### Task to carry out
Using the records that appear below, write out exactly the lines from the one with "if let Some(&d) = guard.binds.iter().find(|&&d|" through the one with "if let Some(&d) = param.binds.iter().find(|&&d|", keeping both end lines.

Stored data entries
● ● ●

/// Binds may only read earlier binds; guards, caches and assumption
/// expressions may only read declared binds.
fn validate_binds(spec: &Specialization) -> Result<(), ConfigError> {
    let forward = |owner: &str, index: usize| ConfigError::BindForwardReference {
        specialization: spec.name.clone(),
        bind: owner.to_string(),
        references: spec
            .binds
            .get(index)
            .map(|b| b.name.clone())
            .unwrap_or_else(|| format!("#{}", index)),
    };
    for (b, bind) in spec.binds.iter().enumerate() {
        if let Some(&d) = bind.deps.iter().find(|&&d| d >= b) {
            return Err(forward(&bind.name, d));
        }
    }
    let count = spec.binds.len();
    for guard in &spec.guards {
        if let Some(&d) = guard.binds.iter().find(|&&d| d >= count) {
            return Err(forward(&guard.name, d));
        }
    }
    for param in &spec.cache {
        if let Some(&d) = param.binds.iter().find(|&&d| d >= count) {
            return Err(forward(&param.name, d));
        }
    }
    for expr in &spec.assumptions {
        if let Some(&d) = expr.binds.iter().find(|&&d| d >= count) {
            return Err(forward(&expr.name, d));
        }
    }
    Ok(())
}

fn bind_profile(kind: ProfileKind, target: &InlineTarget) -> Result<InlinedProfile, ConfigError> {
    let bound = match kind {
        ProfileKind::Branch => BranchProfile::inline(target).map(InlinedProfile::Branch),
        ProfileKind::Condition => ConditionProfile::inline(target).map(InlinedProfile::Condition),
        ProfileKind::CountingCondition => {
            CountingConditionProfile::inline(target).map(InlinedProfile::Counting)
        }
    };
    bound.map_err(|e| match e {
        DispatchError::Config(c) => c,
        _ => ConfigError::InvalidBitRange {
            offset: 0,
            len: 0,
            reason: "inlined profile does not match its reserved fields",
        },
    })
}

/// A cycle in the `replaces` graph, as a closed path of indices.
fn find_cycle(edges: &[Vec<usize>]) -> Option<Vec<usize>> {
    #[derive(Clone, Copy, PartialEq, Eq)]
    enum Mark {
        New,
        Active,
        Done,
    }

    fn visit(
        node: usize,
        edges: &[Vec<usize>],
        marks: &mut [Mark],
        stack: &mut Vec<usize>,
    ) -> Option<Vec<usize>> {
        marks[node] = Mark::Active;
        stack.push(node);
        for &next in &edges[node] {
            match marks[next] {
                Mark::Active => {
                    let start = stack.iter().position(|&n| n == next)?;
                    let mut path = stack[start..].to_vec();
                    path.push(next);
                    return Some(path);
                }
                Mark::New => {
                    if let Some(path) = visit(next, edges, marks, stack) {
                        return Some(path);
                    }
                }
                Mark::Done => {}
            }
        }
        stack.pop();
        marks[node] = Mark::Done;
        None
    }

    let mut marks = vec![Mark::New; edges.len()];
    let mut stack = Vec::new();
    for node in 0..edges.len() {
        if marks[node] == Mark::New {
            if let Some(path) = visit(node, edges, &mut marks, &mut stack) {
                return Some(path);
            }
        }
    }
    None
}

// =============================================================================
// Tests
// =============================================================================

● ● ●

### Your response
        if let Some(&d) = guard.binds.iter().find(|&&d| d >= count) {
            return Err(forward(&guard.name, d));
        }
    }
    for param in &spec.cache {
        if let Some(&d) = param.binds.iter().find(|&&d| d >= count) {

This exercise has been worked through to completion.